About This Course
MySQL is the most popular open source database server currently available. Furthermore, it is frequently combined with PHP scripts to construct sophisticated and dynamic server-side applications.
In the past, MySQL has been chastised for not providing all of the functionality of other, more expensive database management systems. MySQL, on the other hand, continues to improve with each version, and it is now extensively used by individuals and enterprises of all sizes.
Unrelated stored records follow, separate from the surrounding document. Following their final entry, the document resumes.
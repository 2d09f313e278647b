use agentflow_core::Message;
use serde::{Deserialize, Serialize};
use std::collections::HashMap;

/// Single-prompt completion request.
#[derive(Debug, Clone, Default, Serialize, Deserialize)]
pub struct CompletionRequest {
    pub model: String,
    pub prompt: String,
    #[serde(default, skip_serializing_if = "Option::is_none")]
    pub max_tokens: Option<u32>,
    #[serde(default, skip_serializing_if = "Option::is_none")]
    pub temperature: Option<f32>,
    #[serde(default, skip_serializing_if = "Vec::is_empty")]
    pub stop: Vec<String>,
}

impl CompletionRequest {
    pub fn new(model: impl Into<String>, prompt: impl Into<String>) -> Self {
        Self {
            model: model.into(),
            prompt: prompt.into(),
            ..Default::default()
        }
    }
}

#[derive(Debug, Clone, Serialize, Deserialize)]
pub struct CompletionResponse {
    pub text: String,
    pub model: String,
    pub usage: Usage,
    #[serde(default)]
    pub metadata: HashMap<String, serde_json::Value>,
}

/// Multi-turn chat request.
#[derive(Debug, Clone, Default, Serialize, Deserialize)]
pub struct ChatRequest {
    pub model: String,
    pub messages: Vec<Message>,
    #[serde(default, skip_serializing_if = "Option::is_none")]
    pub max_tokens: Option<u32>,
    #[serde(default, skip_serializing_if = "Option::is_none")]
    pub temperature: Option<f32>,
}

impl ChatRequest {
    pub fn new(model: impl Into<String>, messages: Vec<Message>) -> Self {
        Self {
            model: model.into(),
            messages,
            ..Default::default()
        }
    }
}

#[derive(Debug, Clone, Serialize, Deserialize)]
pub struct ChatResponse {
    pub message: Message,
    pub model: String,
    pub usage: Usage,
}

/// Token accounting reported by a provider.
#[derive(Debug, Clone, Copy, Default, PartialEq, Eq, Serialize, Deserialize)]
pub struct Usage {
    pub prompt_tokens: u64,
    pub completion_tokens: u64,
    pub total_tokens: u64,
}

impl Usage {
    pub fn new(prompt_tokens: u64, completion_tokens: u64) -> Self {
        Self {
            prompt_tokens,
            completion_tokens,
            total_tokens: prompt_tokens + completion_tokens,
        }
    }
}

#[derive(Debug, Clone, Serialize, Deserialize)]
pub struct ModelInfo {
    pub id: String,
    pub name: String,
    pub provider: String,
    #[serde(default)]
    pub capabilities: Vec<String>,
    pub max_tokens: u32,
    #[serde(default)]
    pub metadata: HashMap<String, serde_json::Value>,
}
A database can be divided into two types: flat databases and relational databases. A relational database is significantly more oriented to the human mind, therefore thus is frequently favored over the jumbled-up flat databases that are simply saved on hard drives as text files. MySQL is a relational database management system. Tables are used to hold data in a relational structured database. The columns specify the kind of data that will be stored in the table. For each sort of data you want to save, a separate column must be established (i.e. Age, Weight, and Height). A row, on the other hand, holds the actual values for the columns that have been set. Each column in each row will have a single value. A table having columns (Name, Age, and Weight-lbs.) may, for example, include a row with the values (Bob, 65, 165). Don’t worry if all of this relational database jargon is making you confused. In the next lectures, we will discuss and demonstrate a few examples.
When it comes to keeping information that falls into logical categories, databases come in handy. Let’s imagine you wanted to keep track of all of a company’s employees’ information. You can use a database to split different aspects of your business into separate tables, which will help you keep your data more rationally. Employees, Supervisors, and Customers are some examples of tables. Each table would therefore include columns dedicated to each of these three categories. The Employees table could have the following columns to assist store information about each employee: Hire, Date, Position, Age, and Salary.